Cystinuria is a condition characterized by the buildup of the amino acid cystine, a building block of most proteins, in the kidneys and bladder. As the kidneys filter blood to create urine, cystine is normally absorbed back into the bloodstream. People with cystinuria cannot properly reabsorb cystine into their bloodstream, so the amino acid accumulates in their urine.
As urine becomes more concentrated in the kidneys, the excess cystine forms crystals. Larger crystals become stones that may lodge in the kidneys or in the bladder. Sometimes cystine crystals combine with calcium molecules in the kidneys to form large stones.
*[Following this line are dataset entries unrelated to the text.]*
//! Watch command implementation

use crate::analytics::{Alert, AlertLog};
use crate::config::Config;
use crate::feed::{ConnectivityStatus, FeedHealth};
use crate::pipeline::{PairRequest, QueryService, Snapshot, TimeRange};
use crate::store::TickStore;
use crate::telemetry::{increment, record_latency, set_gauge, CounterMetric, GaugeMetric, LatencyMetric};
use chrono::{DateTime, Utc};
use clap::Args;
use std::future::Future;
use std::path::PathBuf;
use std::time::{Duration, Instant};

#[derive(Args, Debug)]
pub struct WatchArgs {
    /// Database file (overrides [store] path)
    #[arg(long)]
    pub db: Option<PathBuf>,

    /// Refresh once and exit
    #[arg(long)]
    pub once: bool,
}

impl WatchArgs {
    pub async fn execute(&self, config: &Config) -> anyhow::Result<()> {
        let path = self.db.clone().unwrap_or_else(|| config.store.path.clone());
        let mut watcher = Watcher::from_config(config, TickStore::open_read_only(&path)?)?;

        if self.once {
            let refresh = watcher.refresh(Utc::now()).await?;
            refresh.report(None);
            return Ok(());
        }

        let shutdown = async {
            if let Err(e) = tokio::signal::ctrl_c().await {
                tracing::error!(error = %e, "Failed to listen for Ctrl-C");
            }
        };
        watcher
            .run_until(Duration::from_secs(config.refresh.interval_secs.max(1)), shutdown, None)
            .await;
        Ok(())
    }
}

/// Result of one refresh pass
#[derive(Debug, Clone)]
pub struct Refresh {
    pub at: DateTime<Utc>,
    pub snapshot: Snapshot,
    /// Alerts not reported by earlier passes
    pub new_alerts: Vec<Alert>,
    pub connectivity: ConnectivityStatus,
}

impl Refresh {
    /// Log the refresh outcome
    pub fn report(&self, health: Option<&FeedHealth>) {
        if let Some(health) = health {
            for (symbol, h) in health.iter() {
                tracing::info!(
                    symbol = %symbol,
                    status = %h.status,
                    ticks = h.ticks_received,
                    parse_errors = h.parse_errors,
                    reconnects = h.reconnects,
                    "Feed"
                );
            }
        }

        match self.snapshot.latest() {
            Some(obs) => tracing::info!(
                connectivity = %self.connectivity,
                bars = self.snapshot.observations.len(),
                price_a = obs.price_a,
                price_b = obs.price_b,
                hedge_ratio = ?obs.hedge_ratio,
                spread = ?obs.spread,
                z_score = ?obs.z_score,
                correlation = ?obs.correlation,
                "Pair update"
            ),
            None => tracing::info!(
                connectivity = %self.connectivity,
                bars_a = self.snapshot.bars_a.len(),
                bars_b = self.snapshot.bars_b.len(),
                "Waiting for aligned bars"
            ),
        }

        for alert in &self.new_alerts {
            tracing::warn!(
                symbol_a = %alert.symbol_a,
                symbol_b = %alert.symbol_b,
                timestamp = %alert.timestamp,
                z_score = alert.z_score,
                direction = %alert.direction,
                "Spread alert"
            );
        }
    }
}

/// Periodic recompute over a read-only store
pub struct Watcher {
    service: QueryService,
    request: PairRequest,
    lookback: chrono::Duration,
    alerts: AlertLog,
}

impl Watcher {
    pub fn new(service: QueryService, request: PairRequest, lookback: chrono::Duration) -> Self {
        Self {
            service,
            request,
            lookback,
            alerts: AlertLog::new(),
        }
    }

    pub fn from_config(config: &Config, store: TickStore) -> anyhow::Result<Self> {
        let request = config.pair_request()?;
        let lookback = config.refresh.lookback(&config.analytics);
        Ok(Self::new(QueryService::new(store), request, lookback))
    }

    pub fn request(&self) -> &PairRequest {
        &self.request
    }

    /// Recent alerts reported so far
    pub fn alerts(&self) -> &AlertLog {
        &self.alerts
    }

    /// Recompute over the lookback window ending at `now`
    pub async fn refresh(&mut self, now: DateTime<Utc>) -> anyhow::Result<Refresh> {
        let started = Instant::now();
        let service = self.service.clone();
        let request = self.request.clone();
        let range = TimeRange::trailing(now, self.lookback);

        let (snapshot, last_tick_at) = tokio::task::spawn_blocking(move || {
            let snapshot = service.snapshot(&request, &range)?;
            // The lookback can be empty while older ticks exist
            let last = match snapshot.last_tick_at {
                Some(ts) => Some(ts),
                None => service.last_tick_at(&request)?,
            };
            anyhow::Ok((snapshot, last))
        })
        .await??;

        let new_alerts = self.alerts.record(&snapshot.alerts);
        let connectivity = ConnectivityStatus::classify(last_tick_at, now);
        record_latency(LatencyMetric::Refresh, started.elapsed());
        self.publish(&snapshot, &new_alerts, last_tick_at, now);

        Ok(Refresh {
            at: now,
            snapshot,
            new_alerts,
            connectivity,
        })
    }

    fn publish(
        &self,
        snapshot: &Snapshot,
        new_alerts: &[Alert],
        last_tick_at: Option<DateTime<Utc>>,
        now: DateTime<Utc>,
    ) {
        if let Some(obs) = snapshot.latest_defined() {
            if let Some(z) = obs.z_score {
                set_gauge(GaugeMetric::ZScore, z);
            }
            if let Some(beta) = obs.hedge_ratio {
                set_gauge(GaugeMetric::HedgeRatio, beta);
            }
        }
        if let Some(corr) = snapshot.observations.iter().rev().find_map(|o| o.correlation) {
            set_gauge(GaugeMetric::Correlation, corr);
        }
        if let Some(last) = last_tick_at {
            set_gauge(GaugeMetric::LastTickAge, (now - last).num_milliseconds() as f64 / 1_000.0);
        }
        for _ in new_alerts {
            increment(CounterMetric::AlertsRaised, &self.request.symbol_a);
        }
    }

    /// Refresh every `period` until `shutdown` resolves
    ///
    /// A failed refresh is logged and retried on the next tick.
    pub async fn run_until<F>(&mut self, period: Duration, shutdown: F, ingest: Option<&super::Ingest>)
    where
        F: Future<Output = ()>,
    {
        tokio::pin!(shutdown);
        let mut ticker = tokio::time::interval(period);
        ticker.set_missed_tick_behavior(tokio::time::MissedTickBehavior::Skip);

        loop {
            tokio::select! {
                _ = ticker.tick() => {
                    let health = match ingest {
                        Some(ingest) => Some(ingest.health().await),
                        None => None,
                    };
                    match self.refresh(Utc::now()).await {
                        Ok(refresh) => refresh.report(health.as_ref()),
                        Err(e) => tracing::error!(error = %e, "Refresh failed"),
                    }
                }
                _ = &mut shutdown => {
                    tracing::info!("Watcher stopping");
                    break;
                }
            }
        }
    }
}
These crystals and stones can create blockages in the urinary tract and reduce the ability of the kidneys to eliminate waste through urine. The stones also provide sites where bacteria may cause infections.
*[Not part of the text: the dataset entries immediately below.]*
//! Ingest command implementation

use crate::config::Config;
use crate::feed::{BinanceFeed, FeedHealth, FeedListener, ListenerHandle};
use crate::store::{RecorderConfig, RecorderStats, TickRecorder, TickStore};
use clap::Args;
use std::path::PathBuf;
use std::sync::Arc;

#[derive(Args, Debug)]
pub struct IngestArgs {
    /// Database file (overrides [store] path)
    #[arg(long)]
    pub db: Option<PathBuf>,
}

impl IngestArgs {
    pub async fn execute(&self, config: &Config) -> anyhow::Result<()> {
        let path = self.db.clone().unwrap_or_else(|| config.store.path.clone());
        let ingest = Ingest::start(config, path).await?;

        tokio::signal::ctrl_c().await?;
        tracing::info!("Ctrl-C received, stopping ingest");

        ingest.stop().await;
        Ok(())
    }
}

/// Running feed listener plus recorder
pub struct Ingest {
    listener: ListenerHandle,
    recorder: Arc<TickRecorder>,
}

impl Ingest {
    /// Open the store and subscribe to both legs
    pub async fn start(config: &Config, path: PathBuf) -> anyhow::Result<Self> {
        let store = TickStore::open(&path)?;
        let recorder = Arc::new(TickRecorder::new(
            store,
            RecorderConfig::from(&config.store),
        ));

        let mut listener = FeedListener::new(recorder.clone());
        for symbol in &config.feed.symbols {
            listener = listener.with_feed(BinanceFeed::with_config(
                symbol.as_str(),
                &config.feed.base_url,
                config.feed.ws_config(),
            ));
        }
        let listener = listener.start().await?;

        tracing::info!(
            path = %path.display(),
            symbols = ?config.feed.symbols,
            "Ingest started"
        );

        Ok(Self { listener, recorder })
    }

    pub async fn health(&self) -> FeedHealth {
        self.listener.health().await
    }

    pub async fn recorder_stats(&self) -> RecorderStats {
        self.recorder.stats().await
    }

    /// Stop the feeds, then flush whatever the recorder still holds
    pub async fn stop(self) -> RecorderStats {
        self.listener.shutdown().await;
        let stats = self.recorder.shutdown().await;
        tracing::info!(
            received = stats.ticks_received,
            written = stats.ticks_written,
            dropped = stats.ticks_dropped,
            "Ingest stopped"
        );
        stats
    }
}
Cystinuria affects approximately 1 in 10,000 people.
Mutations in the SLC3A1 or SLC7A9 gene cause cystinuria. The SLC3A1 and SLC7A9 genes provide instructions for making the two parts (subunits) of a protein complex that is primarily found in the kidneys. Normally this protein complex controls the reabsorption of certain amino acids, including cystine, into the blood from the filtered fluid that will become urine. Mutations in either the SLC3A1 gene or SLC7A9 gene disrupt the ability of the protein complex to reabsorb amino acids, which causes the amino acids to become concentrated in the urine. As the levels of cystine in the urine increase, the crystals typical of cystinuria form. The other amino acids that are reabsorbed by the protein complex do not create crystals when they accumulate in the urine.
This condition is inherited in an autosomal recessive pattern, which means both copies of the gene in each cell have mutations. The parents of an individual with an autosomal recessive condition each carry one copy of the mutated gene, but they typically do not show signs and symptoms of the condition.